If True, suppress output. Default is None.

Type:: bool

xdataset

Dataset to use.

Type:: xarray.Dataset

outputdir

Directory to store output files.

Type:: str

loggy

Logger instance.

Type:: logging.Logger

diag

Diagnostic instance.

Type:: Diagnostic

face

Interface dictionary.

Type:: dict

piclim

Climatology dictionary.

Type:: dict

util_dictionary

Utility dictionary for remapping and masks.

Type:: Supporter

varstat

Dictionary to store variable statistics.

Type:: dict

funcname

Name of the class.

Type:: str

start_time

Start time for performance measurement.

Type:: float

title

Title of the plot, overrides default title.

Type:: str

toc(message): Update the timer and log the elapsed time.

prepare(): Prepare the necessary components for performance indices calculation.

run(): Run the performance indices calculation.

store(yamlfile=None): Store the performance indices in a yaml file.

plot(mapfile=None, figformat='pdf'): Generate the heatmap for performance indices.

pi_worker(util, piclim, face, diag, field_3d, varstat, varlist): Main parallel diagnostic worker for performance indices.

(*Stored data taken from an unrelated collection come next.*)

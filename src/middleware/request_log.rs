//! One structured log record per request.
//!
//! The record is written by a drop guard armed in `call`, so it appears
//! exactly once whether the downstream call completes, fails, or is abandoned
//! because the client disconnected, even before the first poll. Abandoned
//! requests carry `outcome = "cancelled"` and no status.
//!
//! Each request runs inside a `request` span carrying `method`, `path`,
//! `request_id` and an initially empty `user_id` that the auth layer fills in.

use std::task::{Context, Poll};

use axum::body::Body;
use axum::extract::MatchedPath;
use axum::http::{Method, Request, Response, StatusCode};
use tokio::time::Instant;
use tower::{Layer, Service};
use tracing::{Instrument, error, info, info_span, warn};

use super::request_id::RequestIdExt;
use crate::metrics;
use crate::utils::guard;

/// Route label used when no route matched (404s, preflights).
const UNMATCHED_ROUTE: &str = "unmatched";

#[derive(Clone, Default)]
pub struct RequestLogLayer;

impl RequestLogLayer {
    pub fn new() -> Self {
        Self
    }
}

impl<S> Layer<S> for RequestLogLayer {
    type Service = RequestLogService<S>;

    fn layer(&self, inner: S) -> Self::Service {
        RequestLogService { inner }
    }
}

#[derive(Clone)]
pub struct RequestLogService<S> {
    inner: S,
}

/// What the guard knows when it fires.
struct RequestRecord {
    method: Method,
    path: String,
    route: String,
    request_id: String,
    started: Instant,
    status: Option<StatusCode>,
}

impl RequestRecord {
    fn emit(self) {
        let elapsed = self.started.elapsed();
        let latency_ms = elapsed.as_secs_f64() * 1000.0;

        let Some(status) = self.status else {
            warn!(
                method = %self.method,
                path = %self.path,
                request_id = %self.request_id,
                latency_ms,
                outcome = "cancelled",
                "Request cancelled before completion"
            );
            metrics::record_request_duration(
                &self.route,
                self.method.as_str(),
                "cancelled",
                elapsed.as_secs_f64(),
            );
            return;
        };

        if status.is_server_error() {
            error!(
                method = %self.method,
                path = %self.path,
                status = status.as_u16(),
                request_id = %self.request_id,
                latency_ms,
                outcome = "completed",
                "Request finished"
            );
        } else {
            info!(
                method = %self.method,
                path = %self.path,
                status = status.as_u16(),
                request_id = %self.request_id,
                latency_ms,
                outcome = "completed",
                "Request finished"
            );
        }

        metrics::record_request_duration(
            &self.route,
            self.method.as_str(),
            status.as_str(),
            elapsed.as_secs_f64(),
        );
    }
}

impl<S> Service<Request<Body>> for RequestLogService<S>
where
    S: Service<Request<Body>, Response = Response<Body>> + Clone + Send + 'static,
    S::Future: Send,
{
    type Response = Response<Body>;
    type Error = S::Error;
    type Future = std::pin::Pin<
        Box<dyn std::future::Future<Output = Result<Self::Response, Self::Error>> + Send>,
    >;

    fn poll_ready(&mut self, cx: &mut Context<'_>) -> Poll<Result<(), Self::Error>> {
        self.inner.poll_ready(cx)
    }

    fn call(&mut self, req: Request<Body>) -> Self::Future {
        let record = RequestRecord {
            method: req.method().clone(),
            path: normalize_path(req.uri().path()),
            route: req
                .extensions()
                .get::<MatchedPath>()
                .map_or(UNMATCHED_ROUTE, MatchedPath::as_str)
                .to_string(),
            request_id: req.request_id().unwrap_or_default(),
            started: Instant::now(),
            status: None,
        };

        let span = info_span!(
            "request",
            method = %record.method,
            path = %record.path,
            request_id = %record.request_id,
            user_id = tracing::field::Empty,
        );

        // Armed before the future exists, so dropping it unpolled still logs
        let record = guard(record, RequestRecord::emit);
        let mut inner = self.inner.clone();

        Box::pin(
            async move {
                let mut record = record;
                let response = inner.call(req).await?;
                record.status = Some(response.status());
                Ok(response)
            }
            .instrument(span),
        )
    }
}

/// Collapse repeated slashes and drop a trailing slash (except for `/`).
pub fn normalize_path(path: &str) -> String {
    let mut normalized = String::with_capacity(path.len().max(1));
    for segment in path.split('/').filter(|s| !s.is_empty()) {
        normalized.push('/');
        normalized.push_str(segment);
    }
    if normalized.is_empty() {
        normalized.push('/');
    }
    normalized
}
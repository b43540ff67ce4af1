use chrono::{DateTime, Utc};
use serde::{Deserialize, Serialize};
use uuid::Uuid;

/// A user-owned project document.
#[derive(Debug, Clone, PartialEq, Serialize, Deserialize)]
pub struct Project {
    pub id: Uuid,
    /// Subject of the identity that created it; every lookup is scoped by it
    pub owner_id: String,
    pub title: String,
    #[serde(default, skip_serializing_if = "Option::is_none")]
    pub description: Option<String>,
    pub created_at: DateTime<Utc>,
    pub updated_at: DateTime<Utc>,
}

/// Validated input for creating a project.
#[derive(Debug, Clone, PartialEq)]
pub struct NewProject {
    pub title: String,
    pub description: Option<String>,
}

Initialize the PerformanceIndices class with the given parameters.

final_toc(): Log the total elapsed time since the start.

static pi_worker(util, piclim, face, diag, field_3d, varstat, dictarray, varlist, loglevel)

Main parallel diagnostic worker for performance indices.

Parameters:

util (Supporter) – Utility dictionary for remapping and masks.
piclim (dict) – Climatology dictionary.
face (dict) – Interface dictionary.
diag (Diagnostic) – Diagnostic instance.
field_3d (list) – List of 3D fields.
varstat (dict) – Dictionary to store variable statistics.
dictarray (dict) – Dictionary to store the output array.
varlist (list) – List of variables to process.

plot(diagname='performance_indices', mapfile=None, figformat='pdf', storefig=True, returnfig=False)

Generate the heatmap for performance indices.

Parameters:

diagname (str) – Name of the diagnostic. Default is ‘performance_indices’.
mapfile (str) – Path to the output file. If None, it will be defined automatically following ECmean syntax.
storefig (bool) – If True, store the figure in the specified file. Default is True.
returnfig (bool) – If True, return the figure object. Default is False.

prepare(): Prepare the necessary components for performance indices calculation.

run(): Run the performance indices calculation.

store(yamlfile=None): Store the performance indices in a yaml file.

toc(message): Update the timer and log the elapsed time.